Personal information
- Full name: Ronaldo Pompeu da Silva
- Date of birth: 8 April 1990 (age 36)
- Place of birth: Caxambu do Sul, Brazil
- Height: 1.78 m (5 ft 10 in)
- Position: Defensive midfielder

Youth career
- 2007–2009: Mantova

Senior career*
- Years: Team / Apps / (Gls)
- 2009–2010: Mantova / 10 / (0)
- 2010–2011: Padova / 11 / (1)
- 2011–2013: Grosseto / 30 / (0)
- 2013–2016: Empoli / 8 / (0)
- 2013: → Catanzaro (loan) / 13 / (0)
- 2014–2015: → Pro Vercelli (loan) / 16 / (3)
- 2016–2017: Lazio / 0 / (0)
- 2016: → Salernitana (loan) / 9 / (0)
- 2016–2017: → Salernitana (loan) / 31 / (1)
- 2017–2019: Novara / 57 / (14)
- 2019–2022: Padova / 85 / (20)
- 2022–2025: Vicenza / 77 / (8)
- 2025–2026: Castellón / 16 / (1)

= Ronaldo Pompeu =

Brazilian footballer

Ronaldo Pompeu da Silva (born 8 April 1990), sometimes known as just Ronaldo, is a Brazilian footballer who plays as a defensive midfielder. He also holds Italian passport.

==Career==
Born in Caxambu do Sul, Santa Catarina, Ronaldo moved to Italy at early age, and came through the youth ranks of Mantova. He made his first team debut on 27 March 2010, coming on as a second-half substitute for Stefano Mondini in a 1–0 Serie B home win over Vicenza.

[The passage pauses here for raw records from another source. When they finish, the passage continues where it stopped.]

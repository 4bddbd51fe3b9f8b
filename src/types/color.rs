// SPDX-License-Identifier: MPL-2.0
// This Source Code Form is subject to the terms of the Mozilla Public
// License, v. 2.0. If a copy of the MPL was not distributed with this
// file, You can obtain one at https://mozilla.org/MPL/2.0/.

//! Color types for bulbs.
//!
//! Kasa bulbs report hue in degrees (0-360), saturation in percent (0-100)
//! and color temperature in Kelvin, where `0` means the bulb is in color
//! (hue/saturation) mode. The host platform wants every one of these as a
//! fraction in `0.0..=1.0`; the conversions live here.

use std::fmt;

use serde::{Deserialize, Serialize};

use crate::error::ValueError;

/// Rounds to two decimals, the precision the host displays.
pub(crate) fn round2(value: f64) -> f64 {
    (value * 100.0).round() / 100.0
}

/// Hue in degrees (0-360).
///
/// # Examples
///
/// ```
/// use kasa_poller::types::Hue;
///
/// let hue = Hue::new(180).unwrap();
/// assert!((hue.as_fraction() - 0.5).abs() < f64::EPSILON);
/// assert!(Hue::new(361).is_err());
/// ```
#[derive(Debug, Clone, Copy, PartialEq, Eq, Hash, Serialize, Deserialize)]
#[serde(try_from = "u16", into = "u16")]
pub struct Hue(u16);

impl Hue {
    /// Maximum hue in degrees.
    pub const MAX: u16 = 360;

    /// Creates a hue value.
    ///
    /// # Errors
    ///
    /// Returns `ValueError::OutOfRange` if value exceeds 360.
    pub fn new(value: u16) -> Result<Self, ValueError> {
        if value > Self::MAX {
            return Err(ValueError::OutOfRange {
                min: 0,
                max: Self::MAX,
                actual: value,
            });
        }
        Ok(Self(value))
    }

    /// Creates a hue from a host fraction, rounding and clamping.
    #[must_use]
    pub fn from_fraction(fraction: f64) -> Self {
        #[allow(clippy::cast_possible_truncation, clippy::cast_sign_loss)]
        let value = (fraction * 360.0).round().clamp(0.0, 360.0) as u16;
        Self(value)
    }

    /// Returns the hue in degrees.
    #[must_use]
    pub const fn value(&self) -> u16 {
        self.0
    }

    /// Returns the hue as a host fraction rounded to two decimals.
    #[must_use]
    pub fn as_fraction(&self) -> f64 {
        round2(f64::from(self.0) / 360.0)
    }
}

impl TryFrom<u16> for Hue {
    type Error = ValueError;

    fn try_from(value: u16) -> Result<Self, Self::Error> {
        Self::new(value)
    }
}

impl From<Hue> for u16 {
    fn from(value: Hue) -> Self {
        value.0
    }
}

/// Saturation in percent (0-100).
#[derive(Debug, Clone, Copy, PartialEq, Eq, Hash, Serialize, Deserialize)]
#[serde(try_from = "u8", into = "u8")]
pub struct Saturation(u8);

impl Saturation {
    /// Creates a saturation value.
    ///
    /// # Errors
    ///
    /// Returns `ValueError::OutOfRange` if value exceeds 100.
    pub fn new(value: u8) -> Result<Self, ValueError> {
        if value > 100 {
            return Err(ValueError::OutOfRange {
                min: 0,
                max: 100,
                actual: u16::from(value),
            });
        }
        Ok(Self(value))
    }

    /// Creates a saturation from a host fraction, rounding and clamping.
    #[must_use]
    pub fn from_fraction(fraction: f64) -> Self {
        #[allow(clippy::cast_possible_truncation, clippy::cast_sign_loss)]
        let value = (fraction * 100.0).round().clamp(0.0, 100.0) as u8;
        Self(value)
    }

    /// Returns the saturation in percent.
    #[must_use]
    pub const fn value(&self) -> u8 {
        self.0
    }

    /// Returns the saturation as a host fraction.
    #[must_use]
    pub fn as_fraction(&self) -> f64 {
        f64::from(self.0) / 100.0
    }
}

impl TryFrom<u8> for Saturation {
    type Error = ValueError;

    fn try_from(value: u8) -> Result<Self, Self::Error> {
        Self::new(value)
    }
}

impl From<Saturation> for u8 {
    fn from(value: Saturation) -> Self {
        value.0
    }
}

/// Color temperature in Kelvin as reported by a bulb.
///
/// A value of `0` is what the bulb reports while in color mode; it is kept
/// as-is so that the observed state compares exactly with the next reading.
#[derive(Debug, Clone, Copy, PartialEq, Eq, PartialOrd, Ord, Hash, Serialize, Deserialize)]
#[serde(transparent)]
pub struct ColorTemp(u16);

impl ColorTemp {
    /// The value reported while the bulb is in color mode.
    pub const COLOR_MODE: Self = Self(0);

    /// Creates a color temperature from a raw Kelvin reading.
    #[must_use]
    pub const fn from_kelvin(kelvin: u16) -> Self {
        Self(kelvin)
    }

    /// Returns the raw Kelvin value.
    #[must_use]
    pub const fn kelvin(&self) -> u16 {
        self.0
    }

    /// Returns `true` when the bulb reports color mode (temperature `0`).
    #[must_use]
    pub const fn is_color_mode(&self) -> bool {
        self.0 == 0
    }

    /// Returns the host fraction for this temperature within `range`.
    ///
    /// Warm (low Kelvin) maps to `1.0`, cool maps to `0.0`. Color mode maps
    /// to `0.0`.
    #[must_use]
    pub fn as_fraction(&self, range: KelvinRange) -> f64 {
        if self.is_color_mode() {
            return 0.0;
        }
        let span = f64::from(range.max - range.min);
        let offset = f64::from(self.0) - f64::from(range.min);
        round2(1.0 - offset / span)
    }

    /// Creates a Kelvin value from a host fraction within `range`.
    #[must_use]
    pub fn from_fraction(fraction: f64, range: KelvinRange) -> Self {
        let span = f64::from(range.max - range.min);
        let kelvin = ((1.0 - fraction) * span + f64::from(range.min)).round();
        #[allow(clippy::cast_possible_truncation, clippy::cast_sign_loss)]
        let kelvin = kelvin.clamp(f64::from(range.min), f64::from(range.max)) as u16;
        Self(kelvin)
    }
}

impl fmt::Display for ColorTemp {
    fn fmt(&self, f: &mut fmt::Formatter<'_>) -> fmt::Result {
        write!(f, "{}K", self.0)
    }
}

/// The Kelvin range a bulb model supports.
#[derive(Debug, Clone, Copy, PartialEq, Eq, Hash)]
pub struct KelvinRange {
    /// Warmest supported temperature.
    pub min: u16,
    /// Coolest supported temperature.
    pub max: u16,
}

impl KelvinRange {
    /// Range of full color bulbs (KL130, LB130).
    pub const COLOR: Self = Self {
        min: 2500,
        max: 9000,
    };

    /// Range of tunable white bulbs.
    pub const TUNABLE: Self = Self {
        min: 2700,
        max: 6500,
    };
}

#[cfg(test)]
mod tests {
    use super::*;

    #[test]
    fn hue_fraction_is_rounded() {
        assert!((Hue::new(100).unwrap().as_fraction() - 0.28).abs() < 1e-9);
        assert_eq!(Hue::from_fraction(0.5).value(), 180);
    }

    #[test]
    fn saturation_bounds() {
        assert!(Saturation::new(100).is_ok());
        assert!(Saturation::new(101).is_err());
        assert!((Saturation::new(40).unwrap().as_fraction() - 0.4).abs() < 1e-9);
    }

    #[test]
    fn color_temp_fraction_within_range() {
        let warm = ColorTemp::from_kelvin(2500);
        let cool = ColorTemp::from_kelvin(9000);
        assert!((warm.as_fraction(KelvinRange::COLOR) - 1.0).abs() < 1e-9);
        assert!(cool.as_fraction(KelvinRange::COLOR).abs() < 1e-9);
        let middle = ColorTemp::from_kelvin(4600).as_fraction(KelvinRange::TUNABLE);
        assert!((middle - 0.5).abs() < 1e-9);
    }

    #[test]
    fn color_mode_maps_to_zero() {
        assert!(ColorTemp::COLOR_MODE.is_color_mode());
        assert!(ColorTemp::COLOR_MODE.as_fraction(KelvinRange::COLOR).abs() < 1e-9);
    }

    #[test]
    fn color_temp_from_fraction_is_clamped() {
        assert_eq!(
            ColorTemp::from_fraction(0.0, KelvinRange::TUNABLE).kelvin(),
            6500
        );
        assert_eq!(
            ColorTemp::from_fraction(1.0, KelvinRange::TUNABLE).kelvin(),
            2700
        );
        assert_eq!(
            ColorTemp::from_fraction(-3.0, KelvinRange::TUNABLE).kelvin(),
            6500
        );
    }
}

Ronaldo left Mantova after ten appearances as the club went bankrupt, and signed a one-year deal with Padova on 28 July 2010. Roughly one year later, he agreed to a three-year contract with Grosseto.

On 10 January 2013, Ronaldo joined Empoli, but was immediately loaned out to Catanzaro. Back to Empoli in July, he signed a new contract until 2016 on 9 January 2014.

On 16 July 2014, Ronaldo was loaned to Pro Vercelli for one season, but had limited playing time due to suffering a knee injury in November. He returned to Empoli in July 2015, and made his Serie A debut on 23 August, in a 3–1 home loss to Chievo.

In January 2016 Ronaldo was signed by Lazio. However, he was immediately left for sister club Salernitana. The loan was renewed on 31 August.

On 17 July 2019, after two years at Novara, Ronaldo returned to Padova. On 22 July 2022, he signed a two-year contract with Vicenza.

On 16 July 2025, Ronaldo left Italy for the first time in his career, joining Spanish Segunda División side CD Castellón on a one-year deal.